(Collected data)
######
//! Header-aware access to a raw [`Blob`].

use byteorder::{ByteOrder, LittleEndian};

use super::layout::{
    EntryType, FsBlobHeader, HeaderLayout, ENTRY_TYPE_OFFSET, FORMAT_VERSION_HEADER,
    FORMAT_VERSION_SIZE, HEADER_SIZE, LEGACY_FORMAT_VERSION, OLD_HEADER_SIZE, PARENT_OFFSET,
};
use super::lease::BlobLease;
use super::{FsBlobError, Result};
use crate::blob::{self, Blob, BlobError};
use crate::blockstore::BlockStore;
use crate::key::{Key, KEY_SIZE};

const BODY_OFFSET: u64 = HEADER_SIZE as u64;

/// Read the format version tag of any blob, legacy or current.
pub fn get_format_version_header<S: BlockStore>(blob: &Blob<S>) -> Result<u16> {
    let size = blob.size()?;
    if size < FORMAT_VERSION_SIZE as u64 {
        return Err(FsBlobError::TooShort { key: *blob.key(), size });
    }
    let mut bytes = [0u8; FORMAT_VERSION_SIZE];
    blob.read_into(0, &mut bytes)?;
    Ok(LittleEndian::read_u16(&bytes))
}

pub fn set_format_version_header<S: BlockStore>(blob: &mut Blob<S>) -> Result<()> {
    write_format_version(blob, FORMAT_VERSION_HEADER)?;
    Ok(())
}

fn write_format_version<S: BlockStore>(blob: &mut Blob<S>, version: u16) -> blob::Result<()> {
    let mut bytes = [0u8; FORMAT_VERSION_SIZE];
    LittleEndian::write_u16(&mut bytes, version);
    blob.write(0, &bytes)
}

/// Upgrade a legacy blob to the current header, recording `parent`.
///
/// All writes land in one blob transaction.  If anything fails, the blob is
/// still a byte-identical legacy blob and `migrate` can simply be retried.
///
/// # Panics
///
/// If the blob is not in the legacy format.
pub fn migrate<B: BlockStore>(blob: &mut Blob<B>, parent: &Key) -> Result<()> {
    let version = get_format_version_header(blob)?;
    assert_eq!(
        version, LEGACY_FORMAT_VERSION,
        "migrate called on blob {} which is not in the legacy header format",
        blob.key()
    );
    let size = blob.size()?;
    if size < OLD_HEADER_SIZE as u64 {
        return Err(FsBlobError::TooShort { key: *blob.key(), size });
    }

    blob.transaction(|staged| migrate_steps(staged, parent))?;
    tracing::debug!(blob = %blob.key(), parent = %parent, "migrated blob header");
    Ok(())
}

// Runs on the staged blob; the version tag is written last.
fn migrate_steps<S: BlockStore>(blob: &mut Blob<S>, parent: &Key) -> blob::Result<()> {
    let data = blob.read_all()?;
    blob.resize(data.len() as u64 + KEY_SIZE as u64)?;
    blob.write(BODY_OFFSET, &data[OLD_HEADER_SIZE..])?;
    blob.write(PARENT_OFFSET as u64, parent.as_bytes())?;
    write_format_version(blob, FORMAT_VERSION_HEADER)
}

fn replace_body_steps<S: BlockStore>(blob: &mut Blob<S>, body: &[u8]) -> blob::Result<()> {
    blob.resize(BODY_OFFSET + body.len() as u64)?;
    blob.write(BODY_OFFSET, body)
}

fn body_pos(offset: u64) -> blob::Result<u64> {
    offset
        .checked_add(BODY_OFFSET)
        .ok_or(BlobError::OutOfRange { offset, len: 0, size: u64::MAX - BODY_OFFSET })
}

// ── FsBlobView ───────────────────────────────────────────────────────────────

/// A blob confirmed to carry a current-layout header.  Body offsets are
/// relative to the end of the header.
pub struct FsBlobView<B: BlockStore> {
    blob:   Blob<B>,
    // Held for as long as the view lives when handed out by a store.
    _lease: Option<BlobLease>,
}

impl<B: BlockStore> FsBlobView<B> {
    /// Wrap a blob whose header is already current.
    ///
    /// # Panics
    ///
    /// If the blob still has a legacy header; [`migrate`] it first.
    pub fn new(blob: Blob<B>) -> Result<Self> {
        let version = get_format_version_header(&blob)?;
        assert_ne!(
            version, LEGACY_FORMAT_VERSION,
            "blob {} must be migrated before its header can be read",
            blob.key()
        );
        let layout = HeaderLayout::from_format_version(version)?;
        let size = blob.size()?;
        if size < layout.header_size() as u64 {
            return Err(FsBlobError::TooShort { key: *blob.key(), size });
        }
        Ok(Self { blob, _lease: None })
    }

    /// Write a fresh header into an empty blob.
    pub fn create(mut blob: Blob<B>, entry_type: EntryType, parent: &Key) -> Result<Self> {
        blob.resize(HEADER_SIZE as u64)?;
        blob.write(0, &FsBlobHeader::new(entry_type, *parent).encode())?;
        Ok(Self { blob, _lease: None })
    }

    pub(crate) fn with_lease(mut self, lease: BlobLease) -> Self {
        self._lease = Some(lease);
        self
    }

    pub fn key(&self) -> &Key {
        self.blob.key()
    }

    pub fn blob(&self) -> &Blob<B> {
        &self.blob
    }

    pub fn into_blob(self) -> Blob<B> {
        self.blob
    }

    pub fn header(&self) -> Result<FsBlobHeader> {
        let bytes = self.blob.read(0, HEADER_SIZE)?;
        FsBlobHeader::read(&bytes[..])
    }

    pub fn entry_type(&self) -> Result<EntryType> {
        let mut byte = [0u8; 1];
        self.blob.read_into(ENTRY_TYPE_OFFSET as u64, &mut byte)?;
        EntryType::from_byte(byte[0])
    }

    pub fn parent(&self) -> Result<Key> {
        let mut bytes = [0u8; KEY_SIZE];
        self.blob.read_into(PARENT_OFFSET as u64, &mut bytes)?;
        Ok(Key::from_bytes(bytes))
    }

    pub fn set_parent(&mut self, parent: &Key) -> Result<()> {
        self.blob.write(PARENT_OFFSET as u64, parent.as_bytes())?;
        Ok(())
    }

    // ── Body ─────────────────────────────────────────────────────────────────

    pub fn body_size(&self) -> Result<u64> {
        Ok(self.blob.size()?.saturating_sub(BODY_OFFSET))
    }

    pub fn read_body(&self, offset: u64, len: usize) -> Result<Vec<u8>> {
        Ok(self.blob.read(body_pos(offset)?, len)?)
    }

    pub fn read_body_into(&self, offset: u64, buf: &mut [u8]) -> Result<()> {
        self.blob.read_into(body_pos(offset)?, buf)?;
        Ok(())
    }

    /// Read up to `buf.len()` body bytes, stopping at the end of the blob.
    pub fn try_read_body(&self, offset: u64, buf: &mut [u8]) -> Result<usize> {
        Ok(self.blob.try_read(body_pos(offset)?, buf)?)
    }

    pub fn write_body(&mut self, offset: u64, data: &[u8]) -> Result<()> {
        self.blob.write(body_pos(offset)?, data)?;
        Ok(())
    }

    pub fn resize_body(&mut self, size: u64) -> Result<()> {
        self.blob.resize(body_pos(size)?)?;
        Ok(())
    }

    pub fn read_all_body(&self) -> Result<Vec<u8>> {
        let len = self.body_size()?;
        let len = usize::try_from(len).map_err(|_| BlobError::OutOfRange { offset: 0, len, size: len })?;
        self.read_body(0, len)
    }

    /// Replace the whole body in a single blob transaction.
    pub fn replace_body(&mut self, body: &[u8]) -> Result<()> {
        self.blob.transaction(|staged| replace_body_steps(staged, body))?;
        Ok(())
    }

    pub fn remove(self) -> Result<()> {
        self.blob.remove()?;
        Ok(())
    }
}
######
Pick out and copy the lines of the entries that hold the string "migrated".

    tracing::debug!(blob = %blob.key(), parent = %parent, "migrated blob header");
            "blob {} must be migrated before its header can be read",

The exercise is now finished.